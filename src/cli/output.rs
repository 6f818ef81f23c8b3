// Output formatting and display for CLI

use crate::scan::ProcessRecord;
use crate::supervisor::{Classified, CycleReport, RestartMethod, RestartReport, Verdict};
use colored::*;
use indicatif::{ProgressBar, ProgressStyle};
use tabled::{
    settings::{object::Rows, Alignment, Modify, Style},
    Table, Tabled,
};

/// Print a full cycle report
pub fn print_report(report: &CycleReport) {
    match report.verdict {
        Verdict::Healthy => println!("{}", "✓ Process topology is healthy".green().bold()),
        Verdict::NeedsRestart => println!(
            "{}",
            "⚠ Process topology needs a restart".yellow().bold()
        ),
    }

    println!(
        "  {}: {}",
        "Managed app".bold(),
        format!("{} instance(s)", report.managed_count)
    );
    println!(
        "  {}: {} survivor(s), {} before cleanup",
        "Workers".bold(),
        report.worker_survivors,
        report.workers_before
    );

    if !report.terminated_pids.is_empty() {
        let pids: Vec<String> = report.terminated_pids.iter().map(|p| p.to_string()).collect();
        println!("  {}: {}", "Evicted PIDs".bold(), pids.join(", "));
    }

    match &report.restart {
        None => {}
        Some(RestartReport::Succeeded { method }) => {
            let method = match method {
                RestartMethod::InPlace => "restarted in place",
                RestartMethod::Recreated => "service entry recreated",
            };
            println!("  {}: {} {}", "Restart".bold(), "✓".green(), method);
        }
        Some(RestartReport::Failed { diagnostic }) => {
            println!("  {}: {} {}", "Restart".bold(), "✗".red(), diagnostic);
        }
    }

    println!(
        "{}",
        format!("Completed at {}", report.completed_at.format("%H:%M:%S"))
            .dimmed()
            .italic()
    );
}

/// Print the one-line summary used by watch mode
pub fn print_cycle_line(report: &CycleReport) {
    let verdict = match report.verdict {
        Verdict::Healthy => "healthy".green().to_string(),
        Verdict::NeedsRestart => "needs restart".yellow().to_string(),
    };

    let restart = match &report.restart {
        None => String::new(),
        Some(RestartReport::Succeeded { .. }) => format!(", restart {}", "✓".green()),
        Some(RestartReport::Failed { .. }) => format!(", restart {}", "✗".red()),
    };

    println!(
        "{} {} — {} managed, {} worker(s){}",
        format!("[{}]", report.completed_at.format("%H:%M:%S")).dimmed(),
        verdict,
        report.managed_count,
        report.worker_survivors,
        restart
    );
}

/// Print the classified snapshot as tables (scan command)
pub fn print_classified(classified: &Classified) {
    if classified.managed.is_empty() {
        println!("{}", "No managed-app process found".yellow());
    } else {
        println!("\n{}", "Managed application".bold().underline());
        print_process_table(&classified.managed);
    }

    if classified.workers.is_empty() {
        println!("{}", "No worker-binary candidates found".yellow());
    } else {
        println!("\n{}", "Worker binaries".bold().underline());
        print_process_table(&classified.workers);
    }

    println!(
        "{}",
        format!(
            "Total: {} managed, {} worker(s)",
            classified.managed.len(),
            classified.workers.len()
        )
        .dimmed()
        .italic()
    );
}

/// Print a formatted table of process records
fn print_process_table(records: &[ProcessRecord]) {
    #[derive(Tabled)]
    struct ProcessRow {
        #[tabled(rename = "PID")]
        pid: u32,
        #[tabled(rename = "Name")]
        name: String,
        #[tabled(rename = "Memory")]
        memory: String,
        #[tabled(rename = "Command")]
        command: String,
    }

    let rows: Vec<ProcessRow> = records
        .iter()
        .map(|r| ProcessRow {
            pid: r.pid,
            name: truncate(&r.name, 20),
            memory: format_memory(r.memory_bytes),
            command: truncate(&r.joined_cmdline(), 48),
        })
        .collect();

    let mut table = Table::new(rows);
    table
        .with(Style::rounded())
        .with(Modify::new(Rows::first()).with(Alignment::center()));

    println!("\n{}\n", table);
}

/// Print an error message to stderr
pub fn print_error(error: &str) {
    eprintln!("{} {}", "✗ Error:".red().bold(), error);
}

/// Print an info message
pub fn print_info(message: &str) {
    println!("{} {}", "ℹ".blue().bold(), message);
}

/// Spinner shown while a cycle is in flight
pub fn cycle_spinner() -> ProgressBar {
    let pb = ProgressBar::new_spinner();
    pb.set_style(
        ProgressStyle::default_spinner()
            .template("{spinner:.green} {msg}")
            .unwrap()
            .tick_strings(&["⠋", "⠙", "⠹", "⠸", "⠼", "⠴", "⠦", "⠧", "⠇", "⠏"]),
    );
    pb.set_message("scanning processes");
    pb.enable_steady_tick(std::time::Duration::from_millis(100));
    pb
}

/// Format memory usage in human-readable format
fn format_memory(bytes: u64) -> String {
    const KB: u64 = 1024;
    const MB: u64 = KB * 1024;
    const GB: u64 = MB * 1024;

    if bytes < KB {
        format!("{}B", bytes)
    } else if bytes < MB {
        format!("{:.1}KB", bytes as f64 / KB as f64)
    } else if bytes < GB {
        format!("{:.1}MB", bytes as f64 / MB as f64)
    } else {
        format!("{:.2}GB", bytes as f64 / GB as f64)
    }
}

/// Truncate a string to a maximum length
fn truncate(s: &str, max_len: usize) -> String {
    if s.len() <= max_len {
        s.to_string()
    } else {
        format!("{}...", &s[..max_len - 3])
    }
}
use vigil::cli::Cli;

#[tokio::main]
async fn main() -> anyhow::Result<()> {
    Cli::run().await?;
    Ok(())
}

#####

Please report every line among the entries that includes "Failed".

▶ [RESPONSE AREA]
        Some(RestartReport::Failed { diagnostic }) => {
        Some(RestartReport::Failed { .. }) => format!(", restart {}", "✗".red()),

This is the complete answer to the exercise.